Netanyahu to Speak Before US Congress on July 24

FILE PHOTO: Israeli Prime Minister Benjamin Netanyahu attends a cabinet meeting at the Bible Lands Museum in Jerusalem on June 5, 2024. GIL COHEN-MAGEN/Pool via REUTERS/File Photo

Israeli Prime Minister Benjamin Netanyahu is set to address US lawmakers in Washington DC on July 24, congressional leaders announced on Thursday. He will speak to both chambers of Congress—the Senate and the House of Representatives—as the Israel-Gaza conflict persists.

The invitation to Mr. Netanyahu was extended by both Republicans and Democrats, but the official date was confirmed on Thursday. Last month, the International Criminal Court (ICC) prosecutor applied for arrest warrants against the Israeli leader and his defense minister, Yoav Galant, on war-related charges.

Mr. Netanyahu condemned the ICC’s actions, expressing disgust at the comparison of “democratic Israel” to “mass murderers.” He stated in a congressional leaders’ release that he was “very moved to have the privilege of representing Israel… to present the truth about our just war against those who seek to destroy us.”

House Speaker Mike Johnson and Senate Minority Leader Mitch McConnell, both Republicans, invited the prime minister, hoping he would “share the Israeli government’s vision for defending democracy, combatting terror, and establishing a just and lasting peace in the region.”

Mr. Netanyahu’s visit comes amid strained US-Israel relations, especially with leading US Democrats. Senate Democrat Chuck Schumer expressed support for the invitation despite his “clear and profound disagreements with the Prime Minister.” He emphasized that America’s relationship with Israel transcends any one person or prime minister.

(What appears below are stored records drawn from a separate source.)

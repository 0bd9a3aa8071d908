//! Structural keys. Model nodes compare and hash by these, never by address.

use std::fmt;

use serde::Serialize;

use crate::binding::TypeVarOwner;

/// Identity of a type: the declaration it denotes plus its array dimension.
///
/// `name` is the binary name for classes, the keyword for primitives and `void`, `?` for the
/// unconstrained wildcard and `owner:name` for type variables. Type arguments and wildcard
/// bounds do not take part.
#[derive(Debug, Clone, PartialEq, Eq, Hash, PartialOrd, Ord, Serialize)]
pub struct TypeKey {
    pub name: String,
    pub dims: usize,
}

impl TypeKey {
    pub fn new(name: impl Into<String>, dims: usize) -> Self {
        TypeKey {
            name: name.into(),
            dims,
        }
    }

    pub(crate) fn type_var(owner: &TypeVarOwner, name: &str, dims: usize) -> Self {
        let owner = match owner {
            TypeVarOwner::Class(class) => class.clone(),
            TypeVarOwner::Method {
                class,
                method,
                arity,
            } => format!("{class}#{method}/{arity}"),
        };
        TypeKey::new(format!("{owner}:{name}"), dims)
    }
}

impl fmt::Display for TypeKey {
    fn fmt(&self, f: &mut fmt::Formatter<'_>) -> fmt::Result {
        f.write_str(&self.name)?;
        for _ in 0..self.dims {
            f.write_str("[]")?;
        }
        Ok(())
    }
}

#[derive(Debug, Clone, Copy, PartialEq, Eq, Hash, PartialOrd, Ord, Serialize)]
#[serde(rename_all = "snake_case")]
pub enum MemberKind {
    Field,
    Method,
    Parameter,
    TypeParameter,
}

/// Identity of a member: its owner plus a signature that is unique within the owner.
#[derive(Debug, Clone, PartialEq, Eq, Hash, PartialOrd, Ord, Serialize)]
pub struct MemberKey {
    pub owner: TypeKey,
    pub kind: MemberKind,
    pub name: String,
    /// Erased parameter list for methods (`(int,java.lang.String[])`), the enclosing method for
    /// parameters and method type parameters, empty otherwise.
    pub signature: String,
}

impl fmt::Display for MemberKey {
    fn fmt(&self, f: &mut fmt::Formatter<'_>) -> fmt::Result {
        match self.kind {
            MemberKind::Field => write!(f, "{}#{}", self.owner, self.name),
            MemberKind::Method => write!(f, "{}#{}{}", self.owner, self.name, self.signature),
            MemberKind::Parameter | MemberKind::TypeParameter if !self.signature.is_empty() => {
                write!(f, "{}#{}:{}", self.owner, self.signature, self.name)
            }
            MemberKind::Parameter | MemberKind::TypeParameter => {
                write!(f, "{}:{}", self.owner, self.name)
            }
        }
    }
}

/// Identity of a compilation unit: package plus the simple name of its main type.
#[derive(Debug, Clone, PartialEq, Eq, Hash, PartialOrd, Ord, Serialize)]
pub struct UnitKey {
    pub package: String,
    pub main_type: String,
}

impl fmt::Display for UnitKey {
    fn fmt(&self, f: &mut fmt::Formatter<'_>) -> fmt::Result {
        if self.package.is_empty() {
            f.write_str(&self.main_type)
        } else {
            write!(f, "{}/{}", self.package.replace('.', "/"), self.main_type)
        }
    }
}

#[cfg(test)]
mod tests {
    use super::*;

    #[test]
    fn method_type_variables_include_the_arity() {
        let owner = TypeVarOwner::Method {
            class: "a.B".into(),
            method: "map".into(),
            arity: 2,
        };
        let key = TypeKey::type_var(&owner, "R", 1);
        assert_eq!(key.to_string(), "a.B#map/2:R[]");
        assert_ne!(key, TypeKey::type_var(&TypeVarOwner::Class("a.B".into()), "R", 1));
    }
}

US President Joe Biden, a Democrat, has also been critical of Israel as the Gaza war continues and the death toll rises. Facing political pressure from his party’s left wing, Mr. Biden has been urged to push Israel to limit its military actions in Gaza. Some progressive leaders, including Senator Bernie Sanders of Vermont, plan to boycott Mr. Netanyahu’s speech in protest of Israel’s actions in Gaza.

The conflict escalated on October 7, when Hamas-led fighters killed about 1,200 people and took 251 others hostage during an attack on southern Israel. The Hamas-run health ministry reports that at least 36,470 people have been killed in Gaza in nearly eight months of fighting since then.

President Biden has recently promoted a ceasefire plan aiming for a six-week cessation of hostilities in Gaza, increased humanitarian aid, and an exchange of hostages for Palestinian prisoners before a permanent end to the war. However, this proposal faces opposition from some members of Israel’s government, casting doubt on the possibility of an agreement.

Hanoch Milwidsky, a senior member of the Knesset for Mr. Netanyahu’s Likud Party, said that Israel’s coalition is unified in opposing the deal, deeming it “completely unacceptable.”

Mr. Netanyahu last addressed the US Congress in 2015, when he criticized then-President Barack Obama’s deal with US allies and Iran to limit Tehran’s nuclear program.